- **Task brief**: Pick the lines holding the string "crate" out of the records and copy them.

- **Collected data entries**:
--
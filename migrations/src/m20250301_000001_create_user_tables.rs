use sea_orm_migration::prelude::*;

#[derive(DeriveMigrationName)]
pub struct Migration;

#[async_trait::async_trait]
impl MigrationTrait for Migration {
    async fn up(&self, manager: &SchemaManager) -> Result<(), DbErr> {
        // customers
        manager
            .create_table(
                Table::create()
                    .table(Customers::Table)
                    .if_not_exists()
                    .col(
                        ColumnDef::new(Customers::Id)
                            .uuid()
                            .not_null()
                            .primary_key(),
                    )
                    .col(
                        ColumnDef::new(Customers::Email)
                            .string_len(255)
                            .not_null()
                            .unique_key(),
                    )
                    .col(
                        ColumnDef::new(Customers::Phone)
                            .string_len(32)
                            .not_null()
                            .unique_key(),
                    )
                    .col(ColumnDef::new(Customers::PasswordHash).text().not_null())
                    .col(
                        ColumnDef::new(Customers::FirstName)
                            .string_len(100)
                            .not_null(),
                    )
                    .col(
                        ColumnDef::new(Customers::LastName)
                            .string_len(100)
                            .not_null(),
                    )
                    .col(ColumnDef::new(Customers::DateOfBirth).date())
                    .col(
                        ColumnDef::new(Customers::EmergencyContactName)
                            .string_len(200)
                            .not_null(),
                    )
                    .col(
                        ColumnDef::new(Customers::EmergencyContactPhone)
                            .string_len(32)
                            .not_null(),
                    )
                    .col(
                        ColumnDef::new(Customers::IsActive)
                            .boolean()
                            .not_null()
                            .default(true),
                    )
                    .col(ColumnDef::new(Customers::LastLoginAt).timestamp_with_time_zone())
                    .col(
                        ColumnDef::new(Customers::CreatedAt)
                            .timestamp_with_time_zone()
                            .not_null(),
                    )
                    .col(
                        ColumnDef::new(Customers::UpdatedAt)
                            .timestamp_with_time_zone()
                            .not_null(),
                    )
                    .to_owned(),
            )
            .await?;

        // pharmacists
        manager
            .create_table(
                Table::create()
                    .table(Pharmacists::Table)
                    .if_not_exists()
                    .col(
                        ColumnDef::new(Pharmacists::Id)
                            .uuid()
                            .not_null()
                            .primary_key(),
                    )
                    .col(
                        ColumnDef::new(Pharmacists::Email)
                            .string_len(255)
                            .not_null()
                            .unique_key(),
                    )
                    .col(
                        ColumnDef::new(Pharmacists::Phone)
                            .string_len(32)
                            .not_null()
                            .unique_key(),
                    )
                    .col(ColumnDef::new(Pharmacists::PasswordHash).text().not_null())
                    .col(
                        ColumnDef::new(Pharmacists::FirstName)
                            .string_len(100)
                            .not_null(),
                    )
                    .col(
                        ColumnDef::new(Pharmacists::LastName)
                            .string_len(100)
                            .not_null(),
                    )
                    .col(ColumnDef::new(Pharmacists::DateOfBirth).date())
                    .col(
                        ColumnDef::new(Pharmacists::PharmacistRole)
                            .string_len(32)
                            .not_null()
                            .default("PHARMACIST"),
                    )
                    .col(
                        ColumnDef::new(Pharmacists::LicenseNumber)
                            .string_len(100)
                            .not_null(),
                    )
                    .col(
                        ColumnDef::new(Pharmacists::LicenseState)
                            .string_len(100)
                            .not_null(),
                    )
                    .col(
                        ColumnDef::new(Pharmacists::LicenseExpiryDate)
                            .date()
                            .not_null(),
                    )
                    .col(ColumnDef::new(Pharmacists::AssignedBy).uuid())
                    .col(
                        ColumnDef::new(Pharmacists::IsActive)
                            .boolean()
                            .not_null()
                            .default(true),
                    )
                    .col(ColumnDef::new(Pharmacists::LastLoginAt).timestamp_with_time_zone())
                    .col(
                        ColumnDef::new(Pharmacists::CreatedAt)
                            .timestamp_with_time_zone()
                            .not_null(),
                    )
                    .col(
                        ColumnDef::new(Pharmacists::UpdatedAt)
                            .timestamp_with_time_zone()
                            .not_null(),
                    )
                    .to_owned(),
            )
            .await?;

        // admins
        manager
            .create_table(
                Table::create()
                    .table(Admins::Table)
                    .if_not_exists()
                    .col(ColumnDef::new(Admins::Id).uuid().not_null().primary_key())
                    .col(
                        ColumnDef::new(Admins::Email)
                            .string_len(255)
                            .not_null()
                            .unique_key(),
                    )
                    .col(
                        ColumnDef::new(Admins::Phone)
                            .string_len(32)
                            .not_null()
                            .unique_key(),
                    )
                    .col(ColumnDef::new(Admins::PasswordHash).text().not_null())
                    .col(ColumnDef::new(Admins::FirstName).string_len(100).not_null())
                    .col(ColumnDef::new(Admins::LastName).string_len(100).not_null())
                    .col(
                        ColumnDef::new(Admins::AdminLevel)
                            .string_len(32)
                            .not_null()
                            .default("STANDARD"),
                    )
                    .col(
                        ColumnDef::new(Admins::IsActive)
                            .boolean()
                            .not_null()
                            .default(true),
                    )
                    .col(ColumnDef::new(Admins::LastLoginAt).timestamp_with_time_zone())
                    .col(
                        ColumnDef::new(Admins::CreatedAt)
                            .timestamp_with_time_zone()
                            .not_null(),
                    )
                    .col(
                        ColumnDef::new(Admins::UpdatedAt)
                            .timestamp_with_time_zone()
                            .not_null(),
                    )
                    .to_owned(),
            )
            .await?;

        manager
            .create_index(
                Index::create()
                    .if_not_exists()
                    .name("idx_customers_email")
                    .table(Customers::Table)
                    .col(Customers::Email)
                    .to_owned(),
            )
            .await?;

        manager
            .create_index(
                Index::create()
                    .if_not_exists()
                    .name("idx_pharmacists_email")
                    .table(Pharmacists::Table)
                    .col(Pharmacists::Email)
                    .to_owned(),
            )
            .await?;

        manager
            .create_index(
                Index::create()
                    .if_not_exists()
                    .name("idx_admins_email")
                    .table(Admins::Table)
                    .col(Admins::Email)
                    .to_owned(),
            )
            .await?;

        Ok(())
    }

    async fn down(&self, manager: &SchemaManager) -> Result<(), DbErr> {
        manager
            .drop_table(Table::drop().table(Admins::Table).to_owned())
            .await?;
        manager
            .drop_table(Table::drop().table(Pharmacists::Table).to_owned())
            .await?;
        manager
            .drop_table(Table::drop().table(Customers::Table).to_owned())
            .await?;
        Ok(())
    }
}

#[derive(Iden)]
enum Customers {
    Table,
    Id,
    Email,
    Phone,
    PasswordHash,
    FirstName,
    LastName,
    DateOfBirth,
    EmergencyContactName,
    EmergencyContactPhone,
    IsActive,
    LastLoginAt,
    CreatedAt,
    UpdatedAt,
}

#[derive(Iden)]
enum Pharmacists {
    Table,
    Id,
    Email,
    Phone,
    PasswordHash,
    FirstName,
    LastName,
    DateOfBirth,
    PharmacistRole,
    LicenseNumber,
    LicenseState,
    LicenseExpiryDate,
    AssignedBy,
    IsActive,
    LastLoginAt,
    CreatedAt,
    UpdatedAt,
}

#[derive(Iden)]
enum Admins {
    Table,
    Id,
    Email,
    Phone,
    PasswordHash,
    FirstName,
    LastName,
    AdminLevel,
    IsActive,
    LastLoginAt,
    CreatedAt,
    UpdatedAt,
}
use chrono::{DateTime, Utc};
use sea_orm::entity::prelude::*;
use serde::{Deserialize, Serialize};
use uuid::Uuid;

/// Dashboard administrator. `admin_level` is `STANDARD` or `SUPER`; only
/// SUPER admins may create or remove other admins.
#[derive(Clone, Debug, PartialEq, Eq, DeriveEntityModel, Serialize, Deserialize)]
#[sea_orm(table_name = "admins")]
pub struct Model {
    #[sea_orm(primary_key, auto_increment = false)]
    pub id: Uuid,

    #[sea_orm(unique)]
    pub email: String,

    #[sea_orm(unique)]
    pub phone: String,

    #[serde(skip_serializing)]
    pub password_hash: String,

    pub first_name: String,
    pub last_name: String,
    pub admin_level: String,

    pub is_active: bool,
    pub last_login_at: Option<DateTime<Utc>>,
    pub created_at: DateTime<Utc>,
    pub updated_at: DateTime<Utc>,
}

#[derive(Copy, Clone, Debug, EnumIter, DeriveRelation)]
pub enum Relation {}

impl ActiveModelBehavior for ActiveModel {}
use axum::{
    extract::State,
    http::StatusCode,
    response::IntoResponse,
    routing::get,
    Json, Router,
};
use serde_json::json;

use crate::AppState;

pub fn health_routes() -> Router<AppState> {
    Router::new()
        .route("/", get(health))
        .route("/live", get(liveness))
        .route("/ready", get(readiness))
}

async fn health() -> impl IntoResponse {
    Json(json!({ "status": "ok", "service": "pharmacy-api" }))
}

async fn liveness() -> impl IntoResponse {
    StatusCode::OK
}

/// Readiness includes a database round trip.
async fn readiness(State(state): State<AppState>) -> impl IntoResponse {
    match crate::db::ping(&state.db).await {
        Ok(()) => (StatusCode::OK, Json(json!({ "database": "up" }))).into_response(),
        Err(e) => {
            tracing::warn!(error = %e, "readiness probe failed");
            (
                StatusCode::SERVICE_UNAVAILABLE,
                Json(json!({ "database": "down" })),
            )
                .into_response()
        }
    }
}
--
- **Answer box**:
use crate::AppState;
    match crate::db::ping(&state.db).await {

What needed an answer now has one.